Айке внимательно наблюдал за действиями Гейдриха и готовился к отпору. В феврале 1937 года он даже запретил истязания заключенных, приведя нижеследующее обоснование: «Будучи истинным национал-социалистом, я вполне понимаю действенность подобных мероприятий, но считаю необходимым в настоящее время от них отказаться, так как возникает опасность, что министерством внутренних дел может быть сделан вывод о нашей неспособности к надлежащему обращению с заключенными».
Вместе с тем Айке предупреждал своих подчиненных о необходимости быть начеку, исходя из того, что противник может находиться в собственных рядах. «Надо, – говорил он, – вести борьбу за признание и право на существование».
Опасения его были, однако, мало обоснованы, так как Гиммлер и не намеривался передавать концлагеря в ведение ставшего слишком могущественным шефа полиции безопасности.
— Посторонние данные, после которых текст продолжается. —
//! `/evaluator_memory` and `/forget_evaluator`

use axum::body::Bytes;
use axum::extract::{Query, State};
use axum::http::HeaderMap;
use axum::response::Json;
use engram_core::types::validate_limit;
use engram_core::ForgetRequest;
use serde::Deserialize;
use serde_json::{json, Value};

use super::{body_value, from_value, provenance_from};
use crate::auth::{authorize, Access};
use crate::error::ApiResult;
use crate::state::AppState;

#[derive(Debug, Deserialize)]
#[serde(deny_unknown_fields)]
struct StoreCritiqueRequest {
    critique: Value,
    /// Query context the critique applies to; fingerprinted for later lookup
    query: Value,
    #[serde(default)]
    source: Option<String>,
    #[serde(default)]
    parent_ids: Option<Vec<String>>,
}

/// POST /evaluator_memory — persist one critique
pub async fn post_evaluator_memory(
    State(state): State<AppState>,
    headers: HeaderMap,
    body: Bytes,
) -> ApiResult<Json<Value>> {
    authorize(&headers, "/evaluator_memory", Access::Edit)?;
    let body = body_value(&body)?;
    let request: StoreCritiqueRequest = from_value(body, "request")?;
    let provenance = provenance_from(request.source, request.parent_ids);

    let id = state
        .ltm
        .evaluator
        .store(request.critique, &request.query, provenance)
        .await?;
    Ok(Json(json!({ "id": id })))
}

#[derive(Debug, Deserialize)]
pub struct EvaluatorQueryParams {
    #[serde(default)]
    limit: Option<i64>,
}

#[derive(Debug, Deserialize)]
#[serde(deny_unknown_fields)]
struct EvaluatorQueryBody {
    query: Value,
}

/// GET /evaluator_memory — newest critiques matching the query fingerprint
pub async fn get_evaluator_memory(
    State(state): State<AppState>,
    headers: HeaderMap,
    Query(params): Query<EvaluatorQueryParams>,
    body: Bytes,
) -> ApiResult<Json<Value>> {
    authorize(&headers, "/evaluator_memory", Access::View)?;

    let limit = validate_limit(params.limit)?;
    let parsed: EvaluatorQueryBody = from_value(body_value(&body)?, "query")?;
    let results = state.ltm.evaluator.retrieve(&parsed.query, limit).await?;
    Ok(Json(json!({ "results": results })))
}

/// DELETE /forget_evaluator — remove critiques matching the predicate
pub async fn delete_forget_evaluator(
    State(state): State<AppState>,
    headers: HeaderMap,
    body: Bytes,
) -> ApiResult<Json<Value>> {
    authorize(&headers, "/forget_evaluator", Access::Edit)?;
    let body = body_value(&body)?;
    let request: ForgetRequest = from_value(body, "predicate")?;
    let predicate = request.into_predicate()?;
    let removed = state.ltm.evaluator.forget(&predicate).await?;
    Ok(Json(json!({ "removed": removed })))
}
Так что Айке оставался заметным пробелом в контрольной сети Гейдриха.
Да и в полицейском секторе Гейдрих натолкнулся на «минное поле», установленное властными бюрократами, нанесшими государственному аппарату третьего рейха больше вреда, чем подпольная работа всех противников режима, вместе взятых. Видное место среди них занимал генерал полиции Далюге, которого Гиммлер с помощью самого же Гейдриха поставил на третью ступень высшей полицейской иерархии.
Вообще-то Далюге был довольно слаб, да и пассивен, и вряд ли смог бы вести открытую борьбу со своим конкурентом Гейдрихом. Однако в его подчинении оказались подразделения полиции, корпоративный дух которых был сравним, пожалуй, с духом, царившим в свое время в прусской армии. Прусская полиция считалась гордостью Веймарской республики, сохраняя свой престиж и в первые годы установления третьего рейха. Из 150 000 полицейских около трети ушли в создававшийся вермахт, остальные стали костяком новой полиции общественного порядка. Они были обласканы новым режимом: вместо кровавых стычек на улицах с недовольными своим положением людьми и низкого денежного содержания во времена Веймарской республики они получили вполне спокойную жизнь, блестящую форму одежды и лучшие возможности для достижения служебной карьеры. Существовала у полицейских и возможность добровольного вступления в СС.
Определенную опору Далюге составляли чиновники министерства внутренних дел из числа бюрократов прежних времен. И даже в большей степени, чем сам Далюге, помешать гегемонистским планам Гейдриха старался министериальди-ректор Вернер Брахт, ведущий юрист министерства и начальник отдела администрации и права управления полиции общественного порядка.
Гейдрих все настойчивее требовал от Далюге, чтобы «все вопросы политического порядка относились к компетенции полиции безопасности». Брахт возражал против этого, заявляя: «Тогда полиция в конце концов превратится в покорного исполнителя распоряжений других ведомств, не располагая никакими возможностями к появлению собственной инициативы».